Denver -- A key executive in the cable industry's
standards-setting initiative is taking the helm at AT&T Corp.'s National Digital
Television Center, following the sudden departure of its president, David Beddow.
Laurie Schwartz, previously vice president of advanced
platforms and services for the industry's Cable Television Laboratories Inc.
consortium, was named president and CEO of the Littleton, Colo.-based NDTC last week.
She was also named senior vice president of AT&T
Broadband & Internet Services, which owns the former Tele-Communications Inc. cable
In her new position, Schwartz is responsible for all NDTC
operations, including the Headend in the Sky service; program production and origination;
digital compression; and transmission services.
At CableLabs, Schwartz was in charge of the industry's
OpenCable initiative to develop specifications for digital set-top boxes, making them
interoperable with cable infrastructure from all manufacturers.
Previously, she held key roles in the creation of Bell
Atlantic Network Services Inc.'s Switched Broadband Network, as well as creating the
company's testing lab for broadband platforms and services.
Although none of the parties would comment on the move,
there had been speculation for some time that Beddow would leave due to repeated clashes
with Leo J. Hindery Jr., former Tele-Communications Inc. president and chief operating
officer and now president and CEO of AT&T Broadband.
Beddow left for a position at Liberty Media Group, the
AT&T programming subsidiary controlled by chairman John C. Malone, where he will
analyze new technologies and coordinate the company's technology investments.
Sources said Beddow had been planning to move to Liberty
eventually to work with Malone, and the conflicts with Hindery accelerated that departure.
Beddow joined TCI in 1993 after holding various positions
at satellite companies PrimeStar Inc. and Comsat Corp.
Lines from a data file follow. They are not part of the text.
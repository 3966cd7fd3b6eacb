//! Shared application state

use std::sync::Arc;
use std::time::Duration;

use dashmap::DashMap;
use metrics_exporter_prometheus::PrometheusHandle;
use serde::{Deserialize, Serialize};
use tokio::sync::Mutex;
use uuid::Uuid;

use advisor_agent::{AdvisorContext, ProductAdvisor, ResponseMode};
use advisor_core::LanguageModel;

use crate::error::{ServerError, ServerResult};

/// A session behind its turn lock
pub type SessionHandle = Arc<Mutex<ProductAdvisor>>;

/// Reply variant requested for a new session
#[derive(Debug, Clone, Copy, Default, PartialEq, Eq, Serialize, Deserialize)]
#[serde(rename_all = "snake_case")]
pub enum SessionMode {
    #[default]
    RuleBased,
    Llm,
}

/// State injected into every handler
#[derive(Clone)]
pub struct AppState {
    pub context: Arc<AdvisorContext>,
    pub model: Arc<dyn LanguageModel>,
    pub sessions: Arc<DashMap<String, SessionHandle>>,
    pub metrics: Option<PrometheusHandle>,
}

impl AppState {
    pub fn new(context: Arc<AdvisorContext>, model: Arc<dyn LanguageModel>) -> Self {
        Self {
            context,
            model,
            sessions: Arc::new(DashMap::new()),
            metrics: None,
        }
    }

    pub fn with_metrics(mut self, handle: PrometheusHandle) -> Self {
        self.metrics = Some(handle);
        self
    }

    pub fn demo_turn_gap(&self) -> Duration {
        self.context.dialogue.demo_turn_gap()
    }

    /// Register a new session and return its id
    pub fn create_session(&self, mode: SessionMode) -> (String, SessionHandle) {
        let id = Uuid::new_v4().to_string();
        let mode = match mode {
            SessionMode::RuleBased => ResponseMode::RuleBased,
            SessionMode::Llm => ResponseMode::Llm(Arc::clone(&self.model)),
        };

        let handle = Arc::new(Mutex::new(ProductAdvisor::new(
            id.clone(),
            Arc::clone(&self.context),
            mode,
        )));
        self.sessions.insert(id.clone(), Arc::clone(&handle));
        metrics::gauge!("advisor_active_sessions").set(self.sessions.len() as f64);

        (id, handle)
    }

    /// Drop a session from the registry
    ///
    /// A demo still running on it finishes against its own handle.
    pub fn remove_session(&self, id: &str) -> ServerResult<()> {
        self.sessions
            .remove(id)
            .ok_or_else(|| ServerError::SessionNotFound(id.to_string()))?;
        metrics::gauge!("advisor_active_sessions").set(self.sessions.len() as f64);
        tracing::info!(session_id = %id, "Advisor session removed");
        Ok(())
    }

    pub fn session(&self, id: &str) -> ServerResult<SessionHandle> {
        self.sessions
            .get(id)
            .map(|entry| Arc::clone(entry.value()))
            .ok_or_else(|| ServerError::SessionNotFound(id.to_string()))
    }
}
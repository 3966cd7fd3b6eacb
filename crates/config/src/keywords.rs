//! Keyword tables for slot extraction and feedback classification
//!
//! Every table is an ordered list. Category detection lets the last matching
//! entry win and feedback checks the positive list first, so entry order is
//! part of the behaviour and must survive (de)serialization.

use advisor_core::Category;
use serde::{Deserialize, Serialize};

/// Trigger substrings for one category
#[derive(Debug, Clone, PartialEq, Serialize, Deserialize)]
pub struct CategoryKeywords {
    pub category: Category,
    pub triggers: Vec<String>,
}

/// Trigger substrings for one preference tag
#[derive(Debug, Clone, PartialEq, Serialize, Deserialize)]
pub struct PreferenceKeywords {
    pub tag: String,
    pub triggers: Vec<String>,
}

/// Preference tags available for one category
#[derive(Debug, Clone, PartialEq, Serialize, Deserialize)]
pub struct PreferenceTable {
    pub category: Category,
    pub preferences: Vec<PreferenceKeywords>,
}

/// Positive and negative feedback phrases
#[derive(Debug, Clone, PartialEq, Serialize, Deserialize)]
pub struct FeedbackKeywords {
    pub positive: Vec<String>,
    pub negative: Vec<String>,
}

impl Default for FeedbackKeywords {
    fn default() -> Self {
        Self {
            positive: strings(&[
                "like", "good", "great", "excellent", "perfect", "love", "nice", "yes", "thanks",
            ]),
            negative: strings(&[
                "don't like",
                "not good",
                "too expensive",
                "dislike",
                "no",
                "not what",
                "different",
            ]),
        }
    }
}

/// All keyword tables
#[derive(Debug, Clone, PartialEq, Serialize, Deserialize)]
#[serde(default)]
pub struct KeywordTables {
    pub categories: Vec<CategoryKeywords>,
    pub preferences: Vec<PreferenceTable>,
    pub feedback: FeedbackKeywords,
}

impl Default for KeywordTables {
    fn default() -> Self {
        Self {
            categories: vec![
                category(
                    Category::Laptop,
                    &["laptop", "notebook", "computer", "pc", "macbook"],
                ),
                category(
                    Category::Smartphone,
                    &["phone", "smartphone", "mobile", "iphone", "android", "cell phone"],
                ),
                category(
                    Category::Headphones,
                    &["headphones", "earbuds", "headset", "earphones", "airpods"],
                ),
            ],
            preferences: vec![
                PreferenceTable {
                    category: Category::Laptop,
                    preferences: vec![
                        preference("performance", &["performance", "fast", "powerful", "speed", "processing"]),
                        preference("portability", &["portable", "light", "lightweight", "thin", "travel"]),
                        preference("battery", &["battery", "long-lasting", "all day"]),
                        preference("display", &["screen", "display", "retina", "4k", "resolution"]),
                        preference("storage", &["storage", "ssd", "hard drive", "space"]),
                        preference("gaming", &["gaming", "game", "fps", "graphics card", "gpu"]),
                    ],
                },
                PreferenceTable {
                    category: Category::Smartphone,
                    preferences: vec![
                        preference("camera", &["camera", "photo", "photography", "pictures", "selfie"]),
                        preference("battery", &["battery", "long-lasting", "all day"]),
                        preference("display", &["screen", "display", "amoled", "lcd", "oled"]),
                        preference("storage", &["storage", "memory", "space"]),
                        preference("performance", &["performance", "fast", "speed", "powerful"]),
                    ],
                },
                PreferenceTable {
                    category: Category::Headphones,
                    preferences: vec![
                        preference("sound", &["sound", "audio", "quality", "bass"]),
                        preference("noise", &["noise cancellation", "anc", "quiet", "silence"]),
                        preference("battery", &["battery", "long-lasting"]),
                        preference("comfort", &["comfort", "comfortable", "fit"]),
                        preference("wireless", &["wireless", "bluetooth", "cordless"]),
                    ],
                },
            ],
            feedback: FeedbackKeywords::default(),
        }
    }
}

impl KeywordTables {
    /// Preference tags for a category, in table order
    ///
    /// Returns an empty slice for a category with no table.
    pub fn preferences_for(&self, category: Category) -> &[PreferenceKeywords] {
        self.preferences
            .iter()
            .find(|t| t.category == category)
            .map(|t| t.preferences.as_slice())
            .unwrap_or(&[])
    }

    /// Check that every trigger is lower-case and non-empty
    ///
    /// Matching runs against the lower-cased utterance, so an upper-case
    /// trigger could never fire.
    pub fn validate(&self) -> Result<(), String> {
        let category_triggers = self.categories.iter().flat_map(|c| c.triggers.iter());
        let preference_triggers = self
            .preferences
            .iter()
            .flat_map(|t| t.preferences.iter())
            .flat_map(|p| p.triggers.iter());
        let feedback = self.feedback.positive.iter().chain(self.feedback.negative.iter());

        for trigger in category_triggers.chain(preference_triggers).chain(feedback) {
            if trigger.is_empty() {
                return Err("empty keyword trigger".to_string());
            }
            if trigger.to_lowercase() != *trigger {
                return Err(format!("keyword trigger '{}' must be lower-case", trigger));
            }
        }
        Ok(())
    }
}

fn strings(items: &[&str]) -> Vec<String> {
    items.iter().map(|s| s.to_string()).collect()
}

fn category(category: Category, triggers: &[&str]) -> CategoryKeywords {
    CategoryKeywords {
        category,
        triggers: strings(triggers),
    }
}

fn preference(tag: &str, triggers: &[&str]) -> PreferenceKeywords {
    PreferenceKeywords {
        tag: tag.to_string(),
        triggers: strings(triggers),
    }
}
Before becoming executive vice
president of TCI Technology Ventures and president of the NDTC, Beddow led the planning,
design and implementation of the center as senior vice president of TCI Technology Inc.
All of the AT&T changes take place in the context of a
consolidation of AT&T Broadband's engineering and technical initiatives under
Tony Werner, executive vice president of engineering and technical operations and the
unit's chief technology officer. Schwartz's NDTC operation will report directly
to Werner, who was already in charge of AT&T Broadband's engineering functions,
such as ongoing rebuilds of cable systems and activation of two-way cable plant.